Behind the statue of Temanyan is a sculpture garden with an eclectic range of offerings.
Remember the A-maze-ing Laughter sculpture from our post on Vancouver? Here is another from the same artist, Yue Min-jing.
Colombian sculptor Fernando Botero is a favourite of Julie’s. We saw a gallery of his work in Colombia in 2019 (see our Bogotá post for details). There’s three of his works here, including Cat.
This one by New Zealand artist Peter Woytuk is hard to miss.
And we rather liked this one of a pirate. Look closely – he has two peg legs, two hook hands, two eye patches and two parrots. Not sure what it all means, but it’s somehow clever.
Scattered around the city there are plenty of other reminders of the late Soviet era. Like several other former SSRs we’ve visited, Yerevan’s metro system is deep underground so it could double as a bunker in the event of nuclear attack. And the stations are Soviet classics.
So is this pedestrian tunnel.
There’s also plenty of grandiose hero statues.
We are not sure who this exuberant piano player is. But there’s a story about the water feature behind. It’s officially called Swan Lake. In 2015 Kayne West gave a free concert here. He dived into the lake and now it’s nicknamed Swayne Lake. Oh dear.
During the Soviet era many of Armenia’s places of worship were decommissioned. Armenia’s only mosque was converted into a secular performance space with a tea house in the courtyard. In 1996 it re-opened as a religious institution. The mosque was restored with more than $1 million provided by the Iranian government and is mostly used by Iranian visitors.
Temanyan planned a ‘cascade’ of gardens and waterfalls to connect the city centre with the northern residential area on the canyon rim. The project was never started in his lifetime and a later architect modified the design to include a monumental staircase. Work did not start until 1980 and then stalled due to an earthquake in 1988. Ultimately the project was rescued and funded to near completion by Gerard Cafesjian, an American businessman of Armenian heritage who made his first fortune in American print media and a subsequent fortune in Armenian TV media following the fall of the USSR.
It’s actually a very clever design. The cascade is a series of platforms with ornamental art and fountains and a staircase on either side.
But inside, a series of escalators ascend past Mr Cafesjian’s private art collection and allow visitors to access each outdoor section without climbing the outdoor stairs.
And from the top looking down, it looks completely different again.

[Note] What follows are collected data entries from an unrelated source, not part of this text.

//! Symbol frequency analysis.
//!
//! A `FrequencyTable` counts how often each byte occurs in the input. The
//! end-of-data sentinel is always present with a count of exactly 1; it is
//! implied rather than stored, so no operation can break that invariant.

use std::collections::BTreeMap;
use std::io::{ErrorKind, Read};

use crate::error::{HuffmanError, Result};
use crate::symbol::Symbol;

/// Fixed count of the end-of-data sentinel.
pub const END_OF_DATA_COUNT: u32 = 1;

const SCAN_BUFFER_SIZE: usize = 8 * 1024;

/// Occurrence counts per symbol.
///
/// Byte entries always have a count of at least 1. Iteration is in
/// ascending `Symbol` order, which ends with the sentinel.
#[derive(Debug, Clone, Default, PartialEq, Eq)]
pub struct FrequencyTable {
    counts: BTreeMap<u8, u32>,
}

impl FrequencyTable {
    /// An empty table: only the sentinel.
    pub fn new() -> Self {
        Self::default()
    }

    /// Scan `reader` to exhaustion and count every byte.
    pub fn from_reader<R: Read>(mut reader: R) -> Result<Self> {
        let mut table = Self::new();
        let mut buf = [0u8; SCAN_BUFFER_SIZE];

        loop {
            let n = match reader.read(&mut buf) {
                Ok(0) => break,
                Ok(n) => n,
                Err(e) if e.kind() == ErrorKind::Interrupted => continue,
                Err(e) => return Err(e.into()),
            };
            for &byte in &buf[..n] {
                table.record(byte)?;
            }
        }

        Ok(table)
    }

    pub fn from_bytes(data: &[u8]) -> Result<Self> {
        Self::from_reader(data)
    }

    /// Count one more occurrence of `byte`.
    pub fn record(&mut self, byte: u8) -> Result<()> {
        let count = self.counts.entry(byte).or_insert(0);
        *count = count
            .checked_add(1)
            .ok_or(HuffmanError::FrequencyOverflow { byte })?;
        Ok(())
    }

    /// Set the count for `byte` outright. A zero count removes the entry.
    pub fn insert(&mut self, byte: u8, count: u32) {
        if count == 0 {
            self.counts.remove(&byte);
        } else {
            self.counts.insert(byte, count);
        }
    }

    pub fn get(&self, symbol: Symbol) -> Option<u32> {
        match symbol {
            Symbol::Byte(b) => self.counts.get(&b).copied(),
            Symbol::EndOfData => Some(END_OF_DATA_COUNT),
        }
    }

    /// Number of entries, sentinel included (never zero).
    pub fn len(&self) -> usize {
        self.counts.len() + 1
    }

    /// Number of distinct bytes, i.e. entries excluding the sentinel.
    pub fn distinct_bytes(&self) -> usize {
        self.counts.len()
    }

    /// True when no bytes were counted (the table holds only the sentinel).
    pub fn is_empty(&self) -> bool {
        self.counts.is_empty()
    }

    /// Byte entries in ascending byte order, sentinel excluded.
    pub fn byte_entries(&self) -> impl Iterator<Item = (u8, u32)> + '_ {
        self.counts.iter().map(|(&b, &c)| (b, c))
    }

    /// All entries in ascending `Symbol` order, sentinel last.
    pub fn iter(&self) -> impl Iterator<Item = (Symbol, u32)> + '_ {
        self.byte_entries()
            .map(|(b, c)| (Symbol::Byte(b), c))
            .chain(std::iter::once((Symbol::EndOfData, END_OF_DATA_COUNT)))
    }

    /// Sum of all counts, sentinel included.
    pub fn total_weight(&self) -> u64 {
        self.iter().map(|(_, c)| c as u64).sum()
    }
}
//! Placeholder discovery in document text.

use crate::params::{Param, ParamTable};
use crate::{Error, Result};
use regex::{Regex, RegexBuilder};
use std::fmt;

/// Pattern used when no `parameter_pattern` is configured or the configured
/// one does not compile.
pub const DEFAULT_PARAMETER_PATTERN: &str = r"@@([^@\s]+)@@";

/// Maximum length of a user-supplied token pattern.
pub const MAX_PATTERN_LENGTH: usize = 500;

/// Compiled regex size limit for token patterns (10MB).
const REGEX_SIZE_LIMIT: usize = 10_000_000;

/// A compiled placeholder pattern.
///
/// Capture group 1, when it participates in a match, is the parameter name.
/// Without it the whole token is used as the name.
#[derive(Debug, Clone)]
pub struct TokenPattern {
    regex: Regex,
}

/// Reported when the configured pattern was unusable and the default was
/// substituted. Non-fatal, but callers should show it to the user.
#[derive(Debug, Clone, PartialEq, Eq)]
pub struct PatternWarning {
    pub pattern: String,
    pub reason: String,
}

impl fmt::Display for PatternWarning {
    fn fmt(&self, f: &mut fmt::Formatter<'_>) -> fmt::Result {
        write!(
            f,
            "invalid parameter pattern '{}' ({}), using default pattern {}",
            self.pattern, self.reason, DEFAULT_PARAMETER_PATTERN
        )
    }
}

impl TokenPattern {
    /// Compile a token pattern.
    pub fn new(pattern: &str) -> Result<Self> {
        if pattern.len() > MAX_PATTERN_LENGTH {
            return Err(Error::InvalidPattern {
                pattern: pattern.to_string(),
                reason: format!("exceeds {} characters", MAX_PATTERN_LENGTH),
            });
        }

        let regex = RegexBuilder::new(pattern)
            .size_limit(REGEX_SIZE_LIMIT)
            .build()
            .map_err(|e| Error::InvalidPattern {
                pattern: pattern.to_string(),
                reason: e.to_string(),
            })?;

        Ok(Self { regex })
    }

    /// Resolve the configured pattern, falling back to the default.
    ///
    /// `None` means nothing was configured and yields the default silently.
    pub fn from_setting(configured: Option<&str>) -> (Self, Option<PatternWarning>) {
        let Some(pattern) = configured else {
            return (Self::default(), None);
        };

        match Self::new(pattern) {
            Ok(compiled) => (compiled, None),
            Err(e) => {
                let reason = match e {
                    Error::InvalidPattern { reason, .. } => reason,
                    other => other.to_string(),
                };
                let warning = PatternWarning {
                    pattern: pattern.to_string(),
                    reason,
                };
                tracing::warn!("{}", warning);
                (Self::default(), Some(warning))
            }
        }
    }

    pub fn as_str(&self) -> &str {
        self.regex.as_str()
    }
}

impl Default for TokenPattern {
    fn default() -> Self {
        Self {
            regex: Regex::new(DEFAULT_PARAMETER_PATTERN)
                .expect("default parameter pattern is valid"),
        }
    }
}

/// Collect every placeholder in `text`.
///
/// Repeated tokens collapse into one entry at the position of their first
/// occurrence. Values and types are always empty: scanning only discovers
/// which placeholders exist.
pub fn scan(text: &str, pattern: &TokenPattern) -> ParamTable {
    let mut table = ParamTable::new();

    for captures in pattern.regex.captures_iter(text) {
        let Some(whole) = captures.get(0) else {
            continue;
        };
        // Empty matches (e.g. a pattern like `x*`) would flood the table.
        if whole.as_str().is_empty() {
            continue;
        }

        let token = whole.as_str();
        if table.contains_token(token) {
            continue;
        }

        let name = captures.get(1).map_or(token, |m| m.as_str());
        table.insert(token, Param::named(name));
    }

    tracing::debug!(
        pattern = pattern.as_str(),
        count = table.len(),
        "scanned document for parameters"
    );
    table
}

#[cfg(test)]
mod tests {
    use super::*;

    #[test]
    fn test_scan_default_pattern() {
        let table = scan("run @@Input1@@ and @@Output@@ now", &TokenPattern::default());

        assert_eq!(table.len(), 2);
        assert_eq!(table.get("@@Input1@@"), Some(&Param::named("Input1")));
        assert_eq!(table.get("@@Output@@"), Some(&Param::named("Output")));
        assert!(table.params().all(|p| p.value.is_empty() && p.param_type.is_empty()));
    }

    #[test]
    fn test_duplicates_collapse() {
        let table = scan("@@A@@ @@B@@ @@A@@", &TokenPattern::default());
        let tokens: Vec<_> = table.tokens().collect();
        assert_eq!(tokens, vec!["@@A@@", "@@B@@"]);
    }

    #[test]
    fn test_default_pattern_skips_whitespace_and_at() {
        let table = scan("@@not valid@@ @@@@ @@ok@@", &TokenPattern::default());
        let names: Vec<_> = table.params().map(|p| p.name.as_str()).collect();
        assert_eq!(names, vec!["ok"]);
    }

    #[test]
    fn test_pattern_without_group_uses_whole_token() {
        let pattern = TokenPattern::new(r"\$[A-Z]+").unwrap();
        let table = scan("echo $HOME $USER", &pattern);
        assert_eq!(table.get("$HOME").unwrap().name, "$HOME");
    }

    #[test]
    fn test_custom_pattern_with_group() {
        let pattern = TokenPattern::new(r"\{\{(\w+)\}\}").unwrap();
        let table = scan("hello {{who}}", &pattern);
        assert_eq!(table.get("{{who}}").unwrap().name, "who");
    }

    #[test]
    fn test_invalid_setting_falls_back_with_warning() {
        let (pattern, warning) = TokenPattern::from_setting(Some("@@([^@"));
        assert_eq!(pattern.as_str(), DEFAULT_PARAMETER_PATTERN);
        let warning = warning.expect("fallback should be reported");
        assert_eq!(warning.pattern, "@@([^@");
        assert!(warning.to_string().contains(DEFAULT_PARAMETER_PATTERN));
    }

    #[test]
    fn test_unset_setting_uses_default_silently() {
        let (pattern, warning) = TokenPattern::from_setting(None);
        assert_eq!(pattern.as_str(), DEFAULT_PARAMETER_PATTERN);
        assert!(warning.is_none());
    }

    #[test]
    fn test_overlong_pattern_rejected() {
        let long = "a".repeat(MAX_PATTERN_LENGTH + 1);
        assert!(matches!(
            TokenPattern::new(&long),
            Err(Error::InvalidPattern { .. })
        ));
    }
}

At the base are fifteen fountains originally intended to represent the 15 republics in the USSR. With the breakup of the Soviet Union that was no longer appropriate so they were switched to represent the 15 provinces of ancient Armenia.

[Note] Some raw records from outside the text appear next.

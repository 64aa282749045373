//! Picking a file among a default and a few candidates.

use dialoguer::{theme::ColorfulTheme, FuzzySelect, Input};
use std::io::{self, IsTerminal};
use std::path::{Path, PathBuf};

/// Last entry of every selection; asks for a path to type in.
pub const OTHER_PATH: &str = "Other path…";

/// Asks the user which file to use.
///
/// Returns `Ok(None)` when the user cancels; the calling command then stops
/// without further side effects.
pub trait Chooser {
    fn choose(
        &mut self,
        prompt: &str,
        candidates: &[PathBuf],
        default: &Path,
    ) -> io::Result<Option<PathBuf>>;
}

/// Always picks the default (`--yes`).
#[derive(Debug, Default, Clone, Copy)]
pub struct DefaultChooser;

impl Chooser for DefaultChooser {
    fn choose(
        &mut self,
        prompt: &str,
        _candidates: &[PathBuf],
        default: &Path,
    ) -> io::Result<Option<PathBuf>> {
        tracing::debug!(prompt, default = %default.display(), "using default");
        Ok(Some(default.to_path_buf()))
    }
}

/// Fuzzy selection on the terminal.
///
/// The default comes first, then the other candidates, then
/// [`OTHER_PATH`]. Esc or `q` cancels. Without a terminal on stdin the
/// default is taken, as with `--yes`.
pub struct PromptChooser {
    theme: ColorfulTheme,
    interactive: bool,
}

impl PromptChooser {
    pub fn new() -> Self {
        Self {
            theme: ColorfulTheme::default(),
            interactive: io::stdin().is_terminal(),
        }
    }

    /// Empty input cancels.
    fn ask_path(&self) -> io::Result<Option<PathBuf>> {
        let answer: String = Input::with_theme(&self.theme)
            .with_prompt("Path (empty to cancel)")
            .allow_empty(true)
            .interact_text()
            .map_err(prompt_error)?;

        let answer = answer.trim();
        Ok((!answer.is_empty()).then(|| PathBuf::from(answer)))
    }
}

impl Default for PromptChooser {
    fn default() -> Self {
        Self::new()
    }
}

impl Chooser for PromptChooser {
    fn choose(
        &mut self,
        prompt: &str,
        candidates: &[PathBuf],
        default: &Path,
    ) -> io::Result<Option<PathBuf>> {
        if !self.interactive {
            tracing::debug!(prompt, default = %default.display(), "stdin is not a terminal, using default");
            return Ok(Some(default.to_path_buf()));
        }

        let options = options(candidates, default);
        let picked = FuzzySelect::with_theme(&self.theme)
            .with_prompt(prompt)
            .items(&labels(&options))
            .default(0)
            .interact_opt()
            .map_err(prompt_error)?;

        match picked {
            None => Ok(None),
            Some(i) if i < options.len() => Ok(Some(options[i].clone())),
            Some(_) => self.ask_path(),
        }
    }
}

/// The default followed by the candidates, without repeating the default.
fn options(candidates: &[PathBuf], default: &Path) -> Vec<PathBuf> {
    let mut options = vec![default.to_path_buf()];
    for candidate in candidates {
        if !options.contains(candidate) {
            options.push(candidate.clone());
        }
    }
    options
}

fn labels(options: &[PathBuf]) -> Vec<String> {
    let mut labels: Vec<String> = options
        .iter()
        .enumerate()
        .map(|(i, path)| {
            if i == 0 {
                format!("{} (default)", path.display())
            } else {
                path.display().to_string()
            }
        })
        .collect();
    labels.push(OTHER_PATH.to_string());
    labels
}

fn prompt_error(e: dialoguer::Error) -> io::Error {
    io::Error::other(e)
}
//! Substituting parameter values back into a document.

use crate::params::ParamTable;
use std::path::{Path, PathBuf};

/// Shown in the header for parameters without a value.
pub const EMPTY_VALUE_MARKER: &str = "-- NOTHING --";

/// Render `text` with every token replaced by its parameter's value.
///
/// The output starts with a comment header naming the source document, the
/// parameter file (when known) and each token's substituted value, followed
/// by a blank line and the replaced text. All occurrences of a token are
/// replaced.
pub fn render_document(
    text: &str,
    table: &ParamTable,
    source: &Path,
    params_file: Option<&Path>,
) -> String {
    let mut header = format!("// REPLACED: {}\n", source.display());
    if let Some(params_file) = params_file {
        header.push_str(&format!("// PARAMS: {}\n", params_file.display()));
    }

    let mut replaced = text.to_string();
    for (token, param) in table.iter() {
        let value = param.substitution_value();
        let shown = if value.is_empty() {
            EMPTY_VALUE_MARKER
        } else {
            value.as_str()
        };
        header.push_str(&format!("// {}: {}\n", token, shown));
        replaced = replaced.replace(token, &value);
    }

    format!("{}\n{}", header, replaced)
}

/// Default output path for a replaced document: `<dir>/<stem>.local<.ext>`.
pub fn local_output_path(document: &Path) -> PathBuf {
    let stem = document
        .file_stem()
        .map(|s| s.to_string_lossy().into_owned())
        .unwrap_or_default();
    let name = match document.extension() {
        Some(ext) => format!("{}.local.{}", stem, ext.to_string_lossy()),
        None => format!("{}.local", stem),
    };
    document.with_file_name(name)
}

#[cfg(test)]
mod tests {
    use super::*;
    use crate::params::Param;

    #[test]
    fn test_render_document() {
        let mut table = ParamTable::new();
        table.insert("@@Name@@", Param::new("Name", "world", "string"));
        table.insert("@@Count@@", Param::new("Count", "3", "int"));
        table.insert("@@Unset@@", Param::named("Unset"));

        let out = render_document(
            "hello @@Name@@ x@@Count@@ @@Name@@ @@Unset@@",
            &table,
            Path::new("/w/run.sql"),
            Some(Path::new("/w/run.sql.json")),
        );

        assert_eq!(
            out,
            "// REPLACED: /w/run.sql\n\
             // PARAMS: /w/run.sql.json\n\
             // @@Name@@: \"world\"\n\
             // @@Count@@: 3\n\
             // @@Unset@@: -- NOTHING --\n\
             \n\
             hello \"world\" x3 \"world\" "
        );
    }

    #[test]
    fn test_render_without_params_file() {
        let out = render_document("plain", &ParamTable::new(), Path::new("a.txt"), None);
        assert_eq!(out, "// REPLACED: a.txt\n\nplain");
    }

    #[test]
    fn test_local_output_path() {
        assert_eq!(
            local_output_path(Path::new("/w/run.usql")),
            PathBuf::from("/w/run.local.usql")
        );
        assert_eq!(
            local_output_path(Path::new("/w/Makefile")),
            PathBuf::from("/w/Makefile.local")
        );
    }
}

Armenians revere an ancient golden age when their empire stretched into parts of modern day Turkey, Azerbaijan and Georgia, as shown in this decoration in the metro.

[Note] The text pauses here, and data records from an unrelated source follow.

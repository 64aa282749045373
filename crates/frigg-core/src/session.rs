//! Per-document memory of the files a user picked last time.

use crate::{Error, Result};
use frigg_fs::FileSystem;
use serde::{Deserialize, Serialize};
use std::collections::BTreeMap;
use std::path::{self, Component, Path, PathBuf};

/// Files last associated with one document.
#[derive(Debug, Clone, Default, PartialEq, Eq, Serialize, Deserialize)]
pub struct DocumentFiles {
    #[serde(default, skip_serializing_if = "Option::is_none")]
    pub params_file: Option<PathBuf>,

    #[serde(default, skip_serializing_if = "Option::is_none")]
    pub rule_file: Option<PathBuf>,

    #[serde(default, skip_serializing_if = "Option::is_none")]
    pub command_file: Option<PathBuf>,
}

/// Remembered file choices, keyed by document path.
///
/// Documents are keyed by the path of the file being processed: the source
/// document for parameter files, the parameter file for rule and command
/// files. Keys are made absolute and lexically normalized, so `run.sql`,
/// `./run.sql` and `/w/run.sql` (run from `/w`) share one entry. A session lives as long as the caller keeps it; the CLI persists
/// it between runs.
#[derive(Debug, Clone, Default, PartialEq, Eq, Serialize, Deserialize)]
pub struct Session {
    #[serde(default)]
    documents: BTreeMap<PathBuf, DocumentFiles>,
}

impl Session {
    pub fn new() -> Self {
        Self::default()
    }

    pub fn files(&self, document: &Path) -> Option<&DocumentFiles> {
        self.documents.get(&document_key(document))
    }

    fn entry(&mut self, document: &Path) -> &mut DocumentFiles {
        self.documents.entry(document_key(document)).or_default()
    }

    pub fn params_file_for(&self, document: &Path) -> Option<&Path> {
        self.files(document)?.params_file.as_deref()
    }

    pub fn remember_params_file(&mut self, document: &Path, params_file: impl Into<PathBuf>) {
        self.entry(document).params_file = Some(params_file.into());
    }

    pub fn rule_file_for(&self, params_file: &Path) -> Option<&Path> {
        self.files(params_file)?.rule_file.as_deref()
    }

    pub fn remember_rule_file(&mut self, params_file: &Path, rule_file: impl Into<PathBuf>) {
        self.entry(params_file).rule_file = Some(rule_file.into());
    }

    pub fn command_file_for(&self, params_file: &Path) -> Option<&Path> {
        self.files(params_file)?.command_file.as_deref()
    }

    pub fn remember_command_file(&mut self, params_file: &Path, command_file: impl Into<PathBuf>) {
        self.entry(params_file).command_file = Some(command_file.into());
    }

    /// Every rule file remembered for any document, deduplicated, sorted.
    pub fn known_rule_files(&self) -> Vec<PathBuf> {
        self.collect(|files| files.rule_file.as_ref())
    }

    /// Every command file remembered for any document, deduplicated, sorted.
    pub fn known_command_files(&self) -> Vec<PathBuf> {
        self.collect(|files| files.command_file.as_ref())
    }

    fn collect<'a>(&'a self, pick: impl Fn(&'a DocumentFiles) -> Option<&'a PathBuf>) -> Vec<PathBuf> {
        let mut paths: Vec<PathBuf> = self.documents.values().filter_map(pick).cloned().collect();
        paths.sort();
        paths.dedup();
        paths
    }

    /// Forget everything (end of an editing session).
    pub fn clear(&mut self) {
        self.documents.clear();
    }

    pub fn is_empty(&self) -> bool {
        self.documents.is_empty()
    }

    /// Load a session saved by [`Session::save`]; missing file ⇒ empty.
    pub async fn load<F: FileSystem + ?Sized>(fs: &F, path: &Path) -> Result<Self> {
        if !fs.exists(path).await? {
            return Ok(Self::new());
        }

        let contents = fs.read_to_string(path).await.map_err(|source| Error::Read {
            file: path.to_path_buf(),
            source,
        })?;
        serde_json::from_str(&contents).map_err(|source| Error::Json {
            file: path.to_path_buf(),
            source,
        })
    }

    pub async fn save<F: FileSystem + ?Sized>(&self, fs: &F, path: &Path) -> Result<()> {
        let json = serde_json::to_string_pretty(self)?;
        if let Some(parent) = path.parent().filter(|p| !p.as_os_str().is_empty()) {
            fs.create_dir_all(parent).await?;
        }
        fs.write(path, &json).await.map_err(|source| Error::Write {
            file: path.to_path_buf(),
            source,
        })
    }
}

/// Absolute form of `document` with `.` and `..` folded.
///
/// Falls back to the path as given when the working directory is unknown.
fn document_key(document: &Path) -> PathBuf {
    let absolute = path::absolute(document).unwrap_or_else(|_| document.to_path_buf());
    let mut key = PathBuf::new();
    for component in absolute.components() {
        match component {
            Component::CurDir => {}
            Component::ParentDir => {
                key.pop();
            }
            other => key.push(other.as_os_str()),
        }
    }
    key
}

#[cfg(test)]
mod tests {
    use super::*;
    use frigg_fs::MemoryFileSystem;

    #[test]
    fn test_remember_and_recall() {
        let mut session = Session::new();
        let doc = Path::new("/w/run.sql");
        assert!(session.params_file_for(doc).is_none());

        session.remember_params_file(doc, "/w/run.sql.json.prod");
        assert_eq!(
            session.params_file_for(doc),
            Some(Path::new("/w/run.sql.json.prod"))
        );
    }

    #[test]
    fn test_known_files_are_deduplicated() {
        let mut session = Session::new();
        session.remember_rule_file(Path::new("/a.json"), "/rules/t.json");
        session.remember_rule_file(Path::new("/b.json"), "/rules/t.json");
        session.remember_rule_file(Path::new("/c.json"), "/rules/a.json");

        assert_eq!(
            session.known_rule_files(),
            vec![PathBuf::from("/rules/a.json"), PathBuf::from("/rules/t.json")]
        );
        assert!(session.known_command_files().is_empty());
    }

    #[test]
    fn test_clear() {
        let mut session = Session::new();
        session.remember_command_file(Path::new("/a.json"), "/a.t.txt");
        session.clear();
        assert!(session.is_empty());
    }

    #[test]
    fn test_relative_and_absolute_paths_share_an_entry() {
        let cwd = std::env::current_dir().unwrap();
        let mut session = Session::new();
        session.remember_params_file(Path::new("run.usql"), "run.usql.json.prod");

        assert_eq!(
            session.params_file_for(&cwd.join("run.usql")),
            Some(Path::new("run.usql.json.prod"))
        );
        assert_eq!(
            session.params_file_for(Path::new("./sub/../run.usql")),
            Some(Path::new("run.usql.json.prod"))
        );

        session.remember_params_file(&cwd.join("run.usql"), "run.usql.json");
        assert_eq!(
            session.params_file_for(Path::new("run.usql")),
            Some(Path::new("run.usql.json"))
        );
    }

    #[tokio::test]
    async fn test_save_and_load() {
        let fs = MemoryFileSystem::new();
        let path = Path::new("/home/u/.frigg/session.json");

        let mut session = Session::new();
        session.remember_params_file(Path::new("/w/run.sql"), "/w/run.sql.json");
        session.save(&fs, path).await.unwrap();

        let loaded = Session::load(&fs, path).await.unwrap();
        assert_eq!(loaded, session);
    }

    #[tokio::test]
    async fn test_load_missing_is_empty() {
        let fs = MemoryFileSystem::new();
        let loaded = Session::load(&fs, Path::new("/none.json")).await.unwrap();
        assert!(loaded.is_empty());
    }
}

As at the late 19th century most of Armenia’s former empire was part of the Ottoman Empire. Armenians enjoyed a peaceful, if subordinate co-existence with the Turkish peoples. They retained a distinct ethnic, cultural, linguistic and religious identity.
With most of the Balkans fighting for independence, the Ottomans feared the Armenians would do the same and, if successful, would take much of the Turkish heartland. To forestall any such possibility, the Ottomans deported Armenians en masse, intending to empty ‘Turkish lands’ of Armenians.
In 1915 and 1916 between 800,000 and 1.2 million Armenians were sent on death marches into the Syrian desert. Between 100,000 and 200,000 Armenian women and children were forced to convert to Islam and ‘integrated’ into Turkish households.
The Ottoman Empire collapsed but purges continued under the rule of the new Republic of Turkey. In the complicated geo-politics which followed WWI, Armenia gained statehood as an SSR and the killing stopped, but a deal between Ataturk on behalf of Turkey and Lenin on behalf of the USSR ceded the areas Armenia considered its twelve western provinces to Turkey.
It’s all set out in detail at the Armenian Genocide Museum, a huge complex on a ridge above the city. As well as the museum, there is the Armenian Genocide Memorial with 12 enormous granite slabs tilted inward in a circle representing the twelve provinces lost to Turkey. Beside them, a fractured spire represents the divided Armenia.
The slabs surround an eternal flame in honour of those killed during the dispossession.
International relations between Turkey and Armenia have never been normalised. Borders are closed and a deep enmity remains. Armenia is aggrieved by the loss of these lands but also, perhaps even more so, by Turkey’s continued refusal to acknowledge that the persecution and slaughter of 1915 to 1922 amounted to attempted genocide.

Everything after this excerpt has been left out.